Data listing:
########################################
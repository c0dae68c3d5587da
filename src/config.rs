//! Explicit configuration for the publisher and the GitHub client.
//!
//! Credentials and retry limits are resolved once at startup and passed in
//! at construction; nothing below reads process-wide state on its own.

use crate::error::{PublishError, Result};

/// Organization owning both release repositories
pub const DEFAULT_OWNER: &str = "electron";
/// Repository holding stable releases
pub const DEFAULT_STABLE_REPO: &str = "electron";
/// Repository holding nightly releases
pub const DEFAULT_NIGHTLY_REPO: &str = "nightlies";
/// REST API base URL
pub const DEFAULT_API_URL: &str = "https://api.github.com";
/// Upload API base URL
pub const DEFAULT_UPLOADS_URL: &str = "https://uploads.github.com";

/// Retries beyond the first upload attempt
pub const DEFAULT_UPLOAD_RETRIES: u32 = 4;
const MAX_UPLOAD_RETRIES: u32 = 20;

/// GitHub endpoint and credential configuration
#[derive(Debug, Clone)]
pub struct GitHubConfig {
    /// Repository owner
    pub owner: String,
    /// Repository receiving stable releases
    pub stable_repo: String,
    /// Repository receiving nightly releases
    pub nightly_repo: String,
    /// Token sent as a bearer credential
    pub token: String,
    /// REST API base URL (no trailing slash)
    pub api_url: String,
    /// Upload API base URL (no trailing slash)
    pub uploads_url: String,
    /// User-Agent header value
    pub user_agent: String,
}

impl GitHubConfig {
    /// Configuration targeting github.com with the default repositories
    pub fn new(token: impl Into<String>) -> Self {
        Self {
            owner: DEFAULT_OWNER.to_string(),
            stable_repo: DEFAULT_STABLE_REPO.to_string(),
            nightly_repo: DEFAULT_NIGHTLY_REPO.to_string(),
            token: token.into(),
            api_url: DEFAULT_API_URL.to_string(),
            uploads_url: DEFAULT_UPLOADS_URL.to_string(),
            user_agent: format!("{}/{}", env!("CARGO_PKG_NAME"), env!("CARGO_PKG_VERSION")),
        }
    }

    /// Check required fields and normalize base URLs
    pub fn validate(mut self) -> Result<Self> {
        if self.token.trim().is_empty() {
            return Err(PublishError::Config {
                reason: "GitHub token not provided. Set ELECTRON_GITHUB_TOKEN or use --token"
                    .to_string(),
            });
        }
        for (field, value) in [
            ("owner", &self.owner),
            ("stable repository", &self.stable_repo),
            ("nightly repository", &self.nightly_repo),
        ] {
            if value.trim().is_empty() {
                return Err(PublishError::Config {
                    reason: format!("GitHub {} must not be empty", field),
                });
            }
        }
        self.api_url = self.api_url.trim_end_matches('/').to_string();
        self.uploads_url = self.uploads_url.trim_end_matches('/').to_string();
        Ok(self)
    }
}

/// Retry limits for network operations
#[derive(Debug, Clone)]
pub struct RetryConfig {
    /// Max retries for file uploads after the first attempt
    pub file_uploads: u32,
}

impl Default for RetryConfig {
    fn default() -> Self {
        Self {
            file_uploads: DEFAULT_UPLOAD_RETRIES,
        }
    }
}

impl RetryConfig {
    /// Parse retry count from an environment variable, clamped to `max`
    fn parse_retry_env(var_name: &str, default: u32, max: u32) -> u32 {
        std::env::var(var_name)
            .ok()
            .and_then(|s| s.trim().parse::<u32>().ok())
            .map(|v| v.min(max))
            .unwrap_or(default)
    }

    /// Create config from `UPLOAD_RETRIES` with fallback to the default
    pub fn from_env() -> Self {
        Self {
            file_uploads: Self::parse_retry_env(
                "UPLOAD_RETRIES",
                DEFAULT_UPLOAD_RETRIES,
                MAX_UPLOAD_RETRIES,
            ),
        }
    }

    /// Use an explicit retry count
    pub fn with_uploads(file_uploads: u32) -> Self {
        Self { file_uploads }
    }

    /// Validate retry counts are reasonable
    pub fn validate(&self) -> Result<()> {
        if self.file_uploads > MAX_UPLOAD_RETRIES {
            return Err(PublishError::Config {
                reason: format!(
                    "file_uploads retry count too high: {} (max: {})",
                    self.file_uploads, MAX_UPLOAD_RETRIES
                ),
            });
        }
        Ok(())
    }
}

#[cfg(test)]
mod tests {
    use super::*;

    #[test]
    fn test_missing_token_rejected() {
        let err = GitHubConfig::new("  ").validate().unwrap_err();
        assert!(matches!(err, PublishError::Config { .. }));
    }

    #[test]
    fn test_trailing_slashes_trimmed() {
        let mut config = GitHubConfig::new("token");
        config.api_url = "http://localhost:8080/".to_string();
        let config = config.validate().unwrap();
        assert_eq!(config.api_url, "http://localhost:8080");
        assert_eq!(config.uploads_url, DEFAULT_UPLOADS_URL);
    }

    #[test]
    fn test_retry_defaults_and_limits() {
        assert_eq!(RetryConfig::default().file_uploads, 4);
        assert!(RetryConfig::with_uploads(20).validate().is_ok());
        assert!(RetryConfig::with_uploads(21).validate().is_err());
    }
}
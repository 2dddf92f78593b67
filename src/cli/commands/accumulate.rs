//! Accumulate command - create or update a record from request attributes

use crate::cli::args::AccumulateArgs;
use crate::cli::io::{load_metadata, load_string_map, render_record};
use crate::config::Config;
use crate::error::BuildInfoResult;
use crate::metadata::get_metadata;
use std::collections::BTreeMap;
use tracing::debug;

/// Execute the accumulate command
pub async fn execute(args: AccumulateArgs, config: &Config) -> BuildInfoResult<()> {
    let metadata = load_metadata(args.metadata.as_deref()).await?;

    // --attr flags win over the attributes file
    let mut req_attrs = match args.attrs_file {
        Some(ref path) => load_string_map(path).await?,
        None => BTreeMap::new(),
    };
    req_attrs.extend(args.attr);
    debug!("Accumulating {} request attributes", req_attrs.len());

    let dt = get_metadata(&metadata, &args.key, &args.frontend, &req_attrs)?;
    println!("{}", render_record(&dt, config.output.pretty)?);
    Ok(())
}
//! CLI command implementations

pub mod accumulate;
pub mod codec;
pub mod config;
pub mod finalize;
pub mod format;
pub mod inspect;

pub use accumulate::execute as accumulate;
pub use codec::{decode, encode};
pub use config::execute as config;
pub use finalize::execute as finalize;
pub use format::execute as format;
pub use inspect::execute as inspect;
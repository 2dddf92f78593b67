//! Decode and encode commands - convert between JSON and embedded records

use crate::cli::args::{DecodeArgs, EncodeArgs};
use crate::cli::io::{read_input, render};
use crate::config::Config;
use crate::error::{BuildInfoError, BuildInfoResult};
use crate::record::{self, BuildInfo};

/// Execute the decode command
pub async fn decode(args: DecodeArgs, config: &Config) -> BuildInfoResult<()> {
    let enc = if args.input == "-" {
        let dt = read_input("-").await?;
        String::from_utf8_lossy(&dt).into_owned()
    } else {
        args.input
    };

    let bi = record::decode(&enc)?;
    println!("{}", render(&bi, config.output.pretty)?);
    Ok(())
}

/// Execute the encode command
pub async fn encode(args: EncodeArgs, _config: &Config) -> BuildInfoResult<()> {
    let dt = read_input(&args.input).await?;
    let bi: BuildInfo =
        serde_json::from_slice(&dt).map_err(|e| BuildInfoError::json("build info", e))?;

    println!("{}", record::encode(&bi)?);
    Ok(())
}
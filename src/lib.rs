//! buildinfo - Build provenance records
//!
//! Records which images, git repositories and HTTP artifacts a build
//! consumed, which of its parameters can change the output, and the
//! provenance of the input contexts it was given.

pub mod attrs;
pub mod cli;
pub mod config;
pub mod deps;
pub mod error;
pub mod key;
pub mod metadata;
pub mod record;
pub mod source;

pub use error::{BuildInfoError, BuildInfoResult};
pub use metadata::{
    accumulate_request, encode_metadata, finalize_with_sources, get_metadata, Metadata,
};
pub use record::{BuildInfo, Source, SourceType};
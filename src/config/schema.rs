//! Configuration schema for buildinfo
//!
//! Configuration is stored at `~/.config/buildinfo/config.toml`

use serde::{Deserialize, Serialize};

/// Root configuration structure
#[derive(Debug, Clone, Default, Serialize, Deserialize)]
#[serde(default)]
pub struct Config {
    /// General settings
    pub general: GeneralConfig,

    /// Record output settings
    pub output: OutputConfig,
}

/// General application settings
#[derive(Debug, Clone, Serialize, Deserialize)]
#[serde(default)]
pub struct GeneralConfig {
    /// Enable verbose logging
    pub verbose: bool,

    /// Log format: "text" or "json"
    pub log_format: String,
}

impl Default for GeneralConfig {
    fn default() -> Self {
        Self {
            verbose: false,
            log_format: "text".to_string(),
        }
    }
}

/// How records are printed
#[derive(Debug, Clone, Serialize, Deserialize)]
#[serde(default)]
pub struct OutputConfig {
    /// Pretty-print JSON records
    pub pretty: bool,

    /// Strip attributes when formatting records for display
    pub remove_attrs: bool,
}

impl Default for OutputConfig {
    fn default() -> Self {
        Self {
            pretty: true,
            remove_attrs: false,
        }
    }
}

#[cfg(test)]
mod tests {
    use super::*;

    #[test]
    fn default_config_serializes() {
        let config = Config::default();
        let toml = toml::to_string_pretty(&config).unwrap();
        assert!(toml.contains("[general]"));
        assert!(toml.contains("[output]"));
    }

    #[test]
    fn partial_config_uses_defaults() {
        let config: Config = toml::from_str(
            r#"
[output]
remove_attrs = true
"#,
        )
        .unwrap();
        assert!(config.output.remove_attrs);
        assert!(config.output.pretty);
        assert_eq!(config.general.log_format, "text");
    }
}
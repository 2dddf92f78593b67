//! Finalize command - merge resolved build sources into a record

use crate::cli::args::FinalizeArgs;
use crate::cli::io::{load_metadata, load_string_map, render_record};
use crate::config::Config;
use crate::error::BuildInfoResult;
use crate::metadata::encode_metadata;

/// Execute the finalize command
pub async fn execute(args: FinalizeArgs, config: &Config) -> BuildInfoResult<()> {
    let metadata = load_metadata(args.metadata.as_deref()).await?;
    let build_sources = load_string_map(&args.sources).await?;

    let dt = encode_metadata(&metadata, &args.key, &build_sources)?;
    println!("{}", render_record(&dt, config.output.pretty)?);
    Ok(())
}
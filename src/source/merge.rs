//! Source merging
//!
//! Combines the sources resolved by the solver with the sources declared by
//! the frontend. Frontend entries carry the reference as the user wrote it;
//! the solver only knows the normalized form and the pin.

use super::identifier::Identifier;
use super::redact::redact_credentials;
use super::reference::normalize;
use crate::error::BuildInfoResult;
use crate::record::{Source, SourceType};
use std::collections::BTreeMap;
use tracing::{debug, trace};

/// Merge resolved build sources with frontend-declared sources.
///
/// `build_sources` maps raw source identifiers to the pin they resolved to.
/// `frontend_sources` is consumed: each image correlated with a build source
/// is taken out so the final sweep only sees the leftovers. The result has
/// one entry per dedup key and is sorted by ref.
pub fn merge_sources(
    build_sources: &BTreeMap<String, String>,
    frontend_sources: Vec<Source>,
) -> BuildInfoResult<Vec<Source>> {
    let mut frontend = frontend_sources;
    let mut merged: BTreeMap<String, Source> = BTreeMap::new();

    for (build_source, pin) in build_sources {
        match Identifier::parse(build_source)? {
            Identifier::Image(reference) => {
                let key = reference.to_string();
                let declared = frontend
                    .iter()
                    .position(|s| s.kind == SourceType::DockerImage && s.alias == key);
                if let Some(index) = declared {
                    if !merged.contains_key(&key) {
                        let declared = frontend.remove(index);
                        let source =
                            Source::new(SourceType::DockerImage, normalize(&declared.reference)?, pin);
                        merged.insert(key.clone(), source);
                    }
                }
                if !merged.contains_key(&key) {
                    let source = Source::new(SourceType::DockerImage, key.clone(), pin);
                    merged.insert(key, source);
                }
            }
            Identifier::Git(git) => {
                let key = git.to_string();
                if !merged.contains_key(&key) {
                    let source = Source::new(SourceType::Git, redact_credentials(&key), pin);
                    merged.insert(key, source);
                }
            }
            Identifier::Http(url) => {
                if !merged.contains_key(&url) {
                    let source = Source::new(SourceType::Http, redact_credentials(&url), pin);
                    merged.insert(url, source);
                }
            }
            Identifier::Local(_) | Identifier::OciLayout(_) => {
                trace!("ignoring build source {}", build_source);
            }
        }
    }

    // Leftover frontend images are mostly duplicates, but a build made only
    // of a FROM has no other record of its base image.
    for declared in frontend {
        if declared.kind != SourceType::DockerImage || merged.contains_key(&declared.alias) {
            continue;
        }
        trace!("recording unresolved {} source {}", declared.kind, declared.reference);
        let source = Source::new(
            SourceType::DockerImage,
            normalize(&declared.reference)?,
            declared.pin,
        );
        merged.insert(declared.alias, source);
    }

    let mut sources: Vec<Source> = merged.into_values().collect();
    sources.sort_by(|a, b| a.reference.cmp(&b.reference));

    debug!("Merged {} sources", sources.len());
    Ok(sources)
}
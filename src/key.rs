//! Metadata key parsing
//!
//! Records are stored under `<base>` or `<base>/<platform>`. The platform,
//! when present, scopes attribute filtering and dependency decoding to one
//! variant of a multi-platform build.

/// Separator between a scoped attribute key and its platform
const PLATFORM_SUFFIX_SEP: &str = "::";

/// A metadata key split into base and optional platform
#[derive(Debug, Clone, Copy, PartialEq, Eq)]
pub struct MetadataKey<'a> {
    pub base: &'a str,
    pub platform: Option<&'a str>,
}

impl<'a> MetadataKey<'a> {
    /// Split once on the first `/`; everything after it is the platform
    pub fn parse(key: &'a str) -> Self {
        match key.split_once('/') {
            Some((base, platform)) if !platform.is_empty() => Self {
                base,
                platform: Some(platform),
            },
            Some((base, _)) => Self {
                base,
                platform: None,
            },
            None => Self {
                base: key,
                platform: None,
            },
        }
    }

    /// `::<platform>` suffix used by platform scoped attribute keys
    pub fn platform_suffix(&self) -> Option<String> {
        self.platform
            .map(|p| format!("{}{}", PLATFORM_SUFFIX_SEP, p))
    }
}

#[cfg(test)]
mod tests {
    use super::*;

    #[test]
    fn key_without_platform() {
        let key = MetadataKey::parse("containerimage.buildinfo");
        assert_eq!(key.base, "containerimage.buildinfo");
        assert_eq!(key.platform, None);
        assert_eq!(key.platform_suffix(), None);
    }

    #[test]
    fn key_with_platform() {
        let key = MetadataKey::parse("meta/linux/arm64/v8");
        assert_eq!(key.base, "meta");
        assert_eq!(key.platform, Some("linux/arm64/v8"));
        assert_eq!(key.platform_suffix().as_deref(), Some("::linux/arm64/v8"));
    }

    #[test]
    fn trailing_slash_has_no_platform() {
        let key = MetadataKey::parse("meta/");
        assert_eq!(key.base, "meta");
        assert_eq!(key.platform, None);
    }
}
//! Config command - show or edit configuration

use crate::cli::args::{ConfigAction, ConfigArgs};
use crate::config::{Config, ConfigManager, InitOutcome};
use crate::error::{BuildInfoError, BuildInfoResult};
use console::style;

/// Execute the config command
pub async fn execute(
    args: ConfigArgs,
    manager: &ConfigManager,
    config: &Config,
) -> BuildInfoResult<()> {
    match args.action {
        None | Some(ConfigAction::Show) => show_config(config)?,
        Some(ConfigAction::Path) => println!("{}", manager.path().display()),
        Some(ConfigAction::Init { force }) => init_config(manager, force).await?,
        Some(ConfigAction::Set { key, value }) => set_value(manager, config, &key, &value).await?,
    }

    Ok(())
}

fn show_config(config: &Config) -> BuildInfoResult<()> {
    println!("{}", toml::to_string_pretty(config)?);
    Ok(())
}

async fn init_config(manager: &ConfigManager, force: bool) -> BuildInfoResult<()> {
    let path = manager.path().display();
    match manager.init(force).await? {
        InitOutcome::Kept => println!(
            "{} Config already exists at {} (use --force to overwrite)",
            style("[WARN]").yellow(),
            path
        ),
        InitOutcome::Created | InitOutcome::Replaced => println!(
            "{} Configuration initialized at {}",
            style("[OK]").green(),
            path
        ),
    }
    Ok(())
}

async fn set_value(
    manager: &ConfigManager,
    config: &Config,
    key: &str,
    value: &str,
) -> BuildInfoResult<()> {
    manager
        .update(config, |config| {
            match key.split('.').collect::<Vec<_>>().as_slice() {
                ["general", "verbose"] => config.general.verbose = parse_bool(value)?,
                ["general", "log_format"] => config.general.log_format = parse_log_format(value)?,
                ["output", "pretty"] => config.output.pretty = parse_bool(value)?,
                ["output", "remove_attrs"] => config.output.remove_attrs = parse_bool(value)?,
                _ => {
                    return Err(BuildInfoError::User(format!(
                        "Unknown config key '{}'. Valid keys: general.verbose, general.log_format, output.pretty, output.remove_attrs",
                        key
                    )))
                }
            }
            Ok(())
        })
        .await?;

    println!("{} Set {} = {}", style("[OK]").green(), key, value);
    Ok(())
}

fn parse_bool(value: &str) -> BuildInfoResult<bool> {
    match value.to_lowercase().as_str() {
        "true" | "yes" | "1" | "on" => Ok(true),
        "false" | "no" | "0" | "off" => Ok(false),
        _ => Err(BuildInfoError::User(format!(
            "Invalid boolean value: {}",
            value
        ))),
    }
}

fn parse_log_format(value: &str) -> BuildInfoResult<String> {
    match value {
        "text" | "json" => Ok(value.to_string()),
        _ => Err(BuildInfoError::User(format!(
            "Invalid log format: {} (expected text or json)",
            value
        ))),
    }
}

#[cfg(test)]
mod tests {
    use super::*;
    use tempfile::TempDir;

    #[test]
    fn parse_bool_values() {
        assert!(parse_bool("yes").unwrap());
        assert!(!parse_bool("OFF").unwrap());
        assert!(parse_bool("maybe").is_err());
    }

    #[tokio::test]
    async fn set_value_persists() {
        let temp = TempDir::new().unwrap();
        let manager = ConfigManager::with_path(temp.path().join("config.toml"));

        set_value(&manager, &Config::default(), "output.pretty", "false")
            .await
            .unwrap();

        let loaded = manager.load().await.unwrap();
        assert!(!loaded.output.pretty);
    }

    #[tokio::test]
    async fn set_unknown_key_fails() {
        let temp = TempDir::new().unwrap();
        let manager = ConfigManager::with_path(temp.path().join("config.toml"));

        let err = set_value(&manager, &Config::default(), "vm.name", "x")
            .await
            .unwrap_err();
        assert!(matches!(err, BuildInfoError::User(_)));
        assert!(!manager.path().exists());
    }
}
########################################
What needs to be done:
Restate word for word only the lines above from the line containing "from request attributes" to the line containing "Some(ref path) =>", both of them included.

Written answer:
//! Accumulate command - create or update a record from request attributes

use crate::cli::args::AccumulateArgs;
use crate::cli::io::{load_metadata, load_string_map, render_record};
use crate::config::Config;
use crate::error::BuildInfoResult;
use crate::metadata::get_metadata;
use std::collections::BTreeMap;
use tracing::debug;

/// Execute the accumulate command
pub async fn execute(args: AccumulateArgs, config: &Config) -> BuildInfoResult<()> {
    let metadata = load_metadata(args.metadata.as_deref()).await?;

    // --attr flags win over the attributes file
    let mut req_attrs = match args.attrs_file {
        Some(ref path) => load_string_map(path).await?,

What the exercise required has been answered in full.